Growing Up Jewish

Growing Up Jewish

Anonymous; from the Internet

The only good advice that your Jewish mother gave you was: “Go! You might meet somebody!”

You grew up thinking it was normal for someone to shout, “Are you okay?” through the bathroom door when you were in there longer than 3 minutes.

Your family dog responded to commands in Yiddish.

Every Saturday morning your father went to the neighborhood deli (called an “appetitizing store”) for whitefish salad, whitefish “chubs”, lox (nova if you were rich), herring, corned beef, roast beef, cole slaw, potato salad, a 1/2-dozen huge barrel pickles that you reached into the brine for, a dozen assorted bagels, cream cheese, and rye bread (sliced while he waited). All of which would be strictly off-limits until Sunday morning.

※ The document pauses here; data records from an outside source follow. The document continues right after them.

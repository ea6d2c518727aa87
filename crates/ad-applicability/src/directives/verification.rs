use std::collections::BTreeMap;

use serde::{Deserialize, Serialize};

use super::domain::{AircraftConfiguration, EvaluationResult};

/// One evaluated verdict compared against its expected outcome.
#[derive(Debug, Clone, PartialEq, Eq, Serialize, Deserialize)]
pub struct ValidationKey {
    pub ad_id: String,
    pub is_affected: bool,
    pub expected: bool,
    pub pass_check: bool,
}

/// Report card for one aircraft: every AD with a known expected verdict,
/// checked against what the evaluator actually produced.
#[derive(Debug, Clone, PartialEq, Serialize, Deserialize)]
pub struct VerificationResult {
    pub aircraft: AircraftConfiguration,
    pub results: Vec<ValidationKey>,
}

impl VerificationResult {
    pub fn passed(&self) -> bool {
        self.results.iter().all(|key| key.pass_check)
    }
}

/// Compare an evaluation against expected verdicts keyed by AD id. ADs the
/// expectation map does not mention are left out of the report.
pub fn verify_result(
    evaluation: &EvaluationResult,
    expected: &BTreeMap<String, bool>,
) -> VerificationResult {
    let results = evaluation
        .results
        .iter()
        .filter_map(|key| {
            expected.get(&key.ad_id).map(|expected| ValidationKey {
                ad_id: key.ad_id.clone(),
                is_affected: key.is_affected,
                expected: *expected,
                pass_check: key.is_affected == *expected,
            })
        })
        .collect();

    VerificationResult {
        aircraft: evaluation.aircraft.clone(),
        results,
    }
}

pub fn all_passed(reports: &[VerificationResult]) -> bool {
    reports.iter().all(VerificationResult::passed)
}

#[cfg(test)]
mod tests {
    use super::*;
    use crate::directives::domain::EvaluationKey;

    fn evaluation() -> EvaluationResult {
        EvaluationResult {
            aircraft: AircraftConfiguration::new("MD-11F", Some(48400)),
            results: vec![
                EvaluationKey {
                    ad_id: "FAA-2025-23-53".to_string(),
                    is_affected: true,
                    reason: "matched".to_string(),
                },
                EvaluationKey {
                    ad_id: "EASA-2025-0254R1".to_string(),
                    is_affected: false,
                    reason: "model mismatch".to_string(),
                },
            ],
        }
    }

    fn expectations(entries: &[(&str, bool)]) -> BTreeMap<String, bool> {
        entries
            .iter()
            .map(|(ad_id, expected)| (ad_id.to_string(), *expected))
            .collect()
    }

    #[test]
    fn matching_verdicts_pass() {
        let report = verify_result(
            &evaluation(),
            &expectations(&[("FAA-2025-23-53", true), ("EASA-2025-0254R1", false)]),
        );
        assert_eq!(report.results.len(), 2);
        assert!(report.passed());
        assert!(all_passed(&[report]));
    }

    #[test]
    fn mismatched_verdict_fails_the_report() {
        let report = verify_result(&evaluation(), &expectations(&[("FAA-2025-23-53", false)]));
        assert_eq!(report.results.len(), 1);
        assert!(!report.results[0].pass_check);
        assert!(!report.passed());
    }

    #[test]
    fn unknown_ads_are_skipped() {
        let report = verify_result(&evaluation(), &expectations(&[("CAA-1999-01-01", true)]));
        assert!(report.results.is_empty());
        assert!(report.passed());
    }
}
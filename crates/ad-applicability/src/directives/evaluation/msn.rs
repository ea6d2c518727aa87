use crate::directives::domain::MsnConstraint;

/// Outcome of a serial-number check, with the value comparison that decided it.
#[derive(Debug, Clone, PartialEq, Eq)]
pub struct MsnVerdict {
    pub passes: bool,
    pub reason: String,
}

impl MsnVerdict {
    fn pass(reason: impl Into<String>) -> Self {
        Self {
            passes: true,
            reason: reason.into(),
        }
    }

    fn fail(reason: impl Into<String>) -> Self {
        Self {
            passes: false,
            reason: reason.into(),
        }
    }
}

/// Check an aircraft serial number against an AD's MSN constraints.
///
/// Precedence: no constraint passes everything; a missing MSN passes
/// (conservative toward flagging the aircraft); a non-empty include list is
/// exhaustive and overrides range and exclusions; explicit exclusions beat the
/// range; the inclusive range settles the rest.
pub fn check_msn(msn: Option<u32>, constraint: Option<&MsnConstraint>) -> MsnVerdict {
    let Some(constraint) = constraint else {
        return MsnVerdict::pass("No MSN constraints (all affected)");
    };

    let Some(msn) = msn else {
        return MsnVerdict::pass("No MSN provided, assuming affected");
    };

    if let Some(include) = constraint.include_msns.as_deref() {
        if !include.is_empty() {
            return if include.contains(&msn) {
                MsnVerdict::pass(format!("MSN {msn} in affected list"))
            } else {
                MsnVerdict::fail(format!("MSN {msn} not in specific affected list"))
            };
        }
    }

    if let Some(exclude) = constraint.exclude_msns.as_deref() {
        if exclude.contains(&msn) {
            return MsnVerdict::fail(format!("MSN {msn} explicitly excluded"));
        }
    }

    if constraint.min_msn.is_none() && constraint.max_msn.is_none() {
        return MsnVerdict::pass("No MSN range specified (all affected)");
    }

    if let Some(min) = constraint.min_msn {
        if msn < min {
            return MsnVerdict::fail(format!("MSN {msn} outside affected range (min: {min})"));
        }
    }

    if let Some(max) = constraint.max_msn {
        if msn > max {
            return MsnVerdict::fail(format!("MSN {msn} outside affected range (max: {max})"));
        }
    }

    MsnVerdict::pass(format!("MSN {msn} within affected range"))
}
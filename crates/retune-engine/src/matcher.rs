//! Two-pass rule resolution

use retune_core::{like_match, OverrideRule};

/// Resolves a request to at most one override rule.
pub struct RuleMatcher;

impl RuleMatcher {
    /// Find the rule governing a request.
    ///
    /// Two independent passes over the stored order, never merged:
    ///
    /// 1. Exact identity: when the request carries a non-zero key, the
    ///    first rule with that key wins. Identity rules beat pattern rules
    ///    system-wide, independent of priority, because key comparison is
    ///    exact while pattern matching is a heuristic fallback.
    /// 2. Pattern: only when pass 1 found nothing and raw text is present,
    ///    the first rule whose pattern matches the text wins.
    ///
    /// No match in either pass means the caller proceeds with no override.
    pub fn resolve<'a>(
        rules: &'a [OverrideRule],
        identity_key: Option<i64>,
        text: Option<&str>,
    ) -> Option<&'a OverrideRule> {
        if let Some(key) = identity_key.filter(|key| *key != 0) {
            if let Some(rule) = rules.iter().find(|rule| rule.identity_key == Some(key)) {
                return Some(rule);
            }
        }

        if let Some(text) = text {
            if let Some(rule) = rules.iter().find(|rule| {
                rule.text_pattern
                    .as_deref()
                    .is_some_and(|pattern| like_match(text, pattern))
            }) {
                return Some(rule);
            }
        }

        None
    }
}

#[cfg(test)]
mod tests {
    use super::*;

    #[test]
    fn test_identity_match_ignores_text() {
        let rules = vec![
            OverrideRule::new().with_identity_key(7).with_setting("a", "1"),
            OverrideRule::new().with_pattern("%").with_setting("b", "2"),
        ];

        let rule = RuleMatcher::resolve(&rules, Some(7), Some("anything")).unwrap();
        assert_eq!(rule.identity_key, Some(7));

        let rule = RuleMatcher::resolve(&rules, Some(7), None).unwrap();
        assert_eq!(rule.identity_key, Some(7));
    }

    #[test]
    fn test_identity_beats_pattern_regardless_of_order() {
        // Pattern rule listed first (higher store priority); the identity
        // rule still wins system-wide.
        let rules = vec![
            OverrideRule::new().with_pattern("SELECT%").with_priority(100),
            OverrideRule::new().with_identity_key(42).with_priority(1),
        ];

        let rule = RuleMatcher::resolve(&rules, Some(42), Some("SELECT 1")).unwrap();
        assert_eq!(rule.identity_key, Some(42));
    }

    #[test]
    fn test_first_identity_rule_in_store_order_wins() {
        let rules = vec![
            OverrideRule::new().with_identity_key(9).with_setting("a", "1"),
            OverrideRule::new().with_identity_key(9).with_setting("a", "2"),
        ];

        let rule = RuleMatcher::resolve(&rules, Some(9), None).unwrap();
        assert_eq!(rule.settings[0].value, "1");
    }

    #[test]
    fn test_pattern_pass_when_no_identity_match() {
        let rules = vec![
            OverrideRule::new().with_identity_key(1),
            OverrideRule::new().with_pattern("%orders%"),
        ];

        let rule = RuleMatcher::resolve(&rules, Some(2), Some("SELECT * FROM orders")).unwrap();
        assert_eq!(rule.text_pattern.as_deref(), Some("%orders%"));
    }

    #[test]
    fn test_first_matching_pattern_in_store_order_wins() {
        let rules = vec![
            OverrideRule::new().with_pattern("%orders%").with_setting("a", "1"),
            OverrideRule::new().with_pattern("SELECT%").with_setting("a", "2"),
        ];

        let rule = RuleMatcher::resolve(&rules, None, Some("SELECT * FROM orders")).unwrap();
        assert_eq!(rule.settings[0].value, "1");
    }

    #[test]
    fn test_zero_key_skips_identity_pass() {
        let rules = vec![OverrideRule::new().with_pattern("x%")];
        let rule = RuleMatcher::resolve(&rules, Some(0), Some("xyz")).unwrap();
        assert_eq!(rule.text_pattern.as_deref(), Some("x%"));
    }

    #[test]
    fn test_inert_rule_never_matches() {
        let rules = vec![OverrideRule::new().with_setting("a", "1")];
        assert!(RuleMatcher::resolve(&rules, Some(5), Some("anything")).is_none());
    }

    #[test]
    fn test_no_match_without_text_or_key() {
        let rules = vec![
            OverrideRule::new().with_identity_key(1),
            OverrideRule::new().with_pattern("%"),
        ];
        assert!(RuleMatcher::resolve(&rules, None, None).is_none());
    }
}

Every Sunday afternoon was spent visiting your grandparents and/or other relatives.

You experienced the phenomenon of 50 people fitting into a 10-foot-wide dining room, hitting each other with plastic plates trying to get to a deli tray.

You had at least one female relative whose penciled-on eyebrows were always asymmetrical.

You thought pasta was stuff used exclusively for kugel and kasha with bowties.

You were as tall as your grandmother by the age of seven.

You were as tall as your grandfather by age seven and a half.

You never knew anyone whose last name didn’t end in one of five standard suffixes (berg, baum, man, stein, and witz).

You were surprised to discover that wine doesn’t always taste like cranberry sauce.

You can look at gefilte fish and not turn green.

When your mother smacked you really hard, she continued to make you feel bad for hurting her hand.

You can understand Yiddish but you can’t speak it.

You know how to pronounce numerous Yiddish words and use them correctly in context, yet you don’t know exactly what they mean. Kaynahurra.

You’re still angry at your parents for not speaking both Yiddish and English to you when you were a baby.

You have at least one ancestor who is somehow related to your spouse’s ancestor.

Your grandparents’ newly washed Linoleum floor was covered with the NY Times, which your grandparents couldn’t read.

You thought speaking loud was normal.

You considered your Bar or Bas Mitzvah a “Get Out of Hebrew School Free” card.

You think eating half a jar of dill pickles is a wholesome snack.

You’re compelled to mention your grandmother’s “steel cannonballs” upon seeing fluffy matzo balls served at restaurants.

You buy three shopping bags worth of hot bagels on every trip to NYC and ship them home via FedEx. (Or, if you live near NYC or Philadelphia or another Jewish city hub, you drive three hours just to buy a dozen “real” bagels.)

Your mother or grandmother took personal pride when a Jew was praised for some accomplishment (showbiz, medicine, politics, etc.) and was ashamed and embarrassed when a Jew was accused of a crime … as if they were relatives.

You thought only non-Jews went to sleep-away colleges. Jews went to city schools … unless they had scholarships or made an Ivy League school.

Finally, you knew that Sunday night, and the night after any Jewish holiday, were designated for Chinese food.